**Data in this exercise:**
○ ○ ○ ○

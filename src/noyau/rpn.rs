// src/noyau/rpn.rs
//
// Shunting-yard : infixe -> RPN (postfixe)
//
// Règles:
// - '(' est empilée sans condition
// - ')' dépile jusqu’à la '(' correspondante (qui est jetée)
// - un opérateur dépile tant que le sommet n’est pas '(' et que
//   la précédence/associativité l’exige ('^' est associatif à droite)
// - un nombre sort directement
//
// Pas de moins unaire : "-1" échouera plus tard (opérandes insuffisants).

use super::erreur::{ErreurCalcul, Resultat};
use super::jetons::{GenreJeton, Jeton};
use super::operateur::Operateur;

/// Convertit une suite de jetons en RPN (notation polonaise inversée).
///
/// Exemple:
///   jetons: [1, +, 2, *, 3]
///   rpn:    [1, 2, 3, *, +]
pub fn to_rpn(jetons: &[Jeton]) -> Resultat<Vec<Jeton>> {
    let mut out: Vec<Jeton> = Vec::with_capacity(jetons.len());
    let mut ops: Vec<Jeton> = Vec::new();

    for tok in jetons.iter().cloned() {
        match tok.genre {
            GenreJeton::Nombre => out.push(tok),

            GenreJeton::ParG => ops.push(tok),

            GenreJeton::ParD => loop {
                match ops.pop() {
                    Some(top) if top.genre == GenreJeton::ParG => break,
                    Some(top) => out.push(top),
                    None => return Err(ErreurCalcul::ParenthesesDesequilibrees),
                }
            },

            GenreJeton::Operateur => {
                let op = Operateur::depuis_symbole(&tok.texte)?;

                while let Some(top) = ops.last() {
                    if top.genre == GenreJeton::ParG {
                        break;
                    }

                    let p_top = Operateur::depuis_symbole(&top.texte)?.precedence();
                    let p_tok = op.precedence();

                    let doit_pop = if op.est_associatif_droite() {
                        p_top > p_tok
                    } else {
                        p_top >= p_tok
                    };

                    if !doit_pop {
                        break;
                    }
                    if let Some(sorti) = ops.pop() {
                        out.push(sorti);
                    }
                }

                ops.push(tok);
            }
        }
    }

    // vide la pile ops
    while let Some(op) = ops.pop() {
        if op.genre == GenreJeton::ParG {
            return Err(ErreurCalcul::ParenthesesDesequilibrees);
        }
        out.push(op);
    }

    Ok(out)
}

○ ○ ○ ○

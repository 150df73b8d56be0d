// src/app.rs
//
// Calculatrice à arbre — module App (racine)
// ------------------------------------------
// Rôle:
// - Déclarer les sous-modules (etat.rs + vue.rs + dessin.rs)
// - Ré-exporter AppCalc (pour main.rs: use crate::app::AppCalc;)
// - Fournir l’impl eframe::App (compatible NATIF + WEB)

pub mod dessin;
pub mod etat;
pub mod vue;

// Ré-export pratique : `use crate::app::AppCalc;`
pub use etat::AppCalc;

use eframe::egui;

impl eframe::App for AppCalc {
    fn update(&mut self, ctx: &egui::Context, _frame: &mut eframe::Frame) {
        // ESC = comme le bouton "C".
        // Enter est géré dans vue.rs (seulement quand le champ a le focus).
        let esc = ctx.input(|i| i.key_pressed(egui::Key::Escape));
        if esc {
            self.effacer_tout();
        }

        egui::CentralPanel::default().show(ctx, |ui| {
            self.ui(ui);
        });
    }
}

○ ○ ○ ○

Scan the records above for the string "AppCalc", then copy each line where it turns up.

**Written solution:**
// - Ré-exporter AppCalc (pour main.rs: use crate::app::AppCalc;)
// Ré-export pratique : `use crate::app::AppCalc;`
pub use etat::AppCalc;
impl eframe::App for AppCalc {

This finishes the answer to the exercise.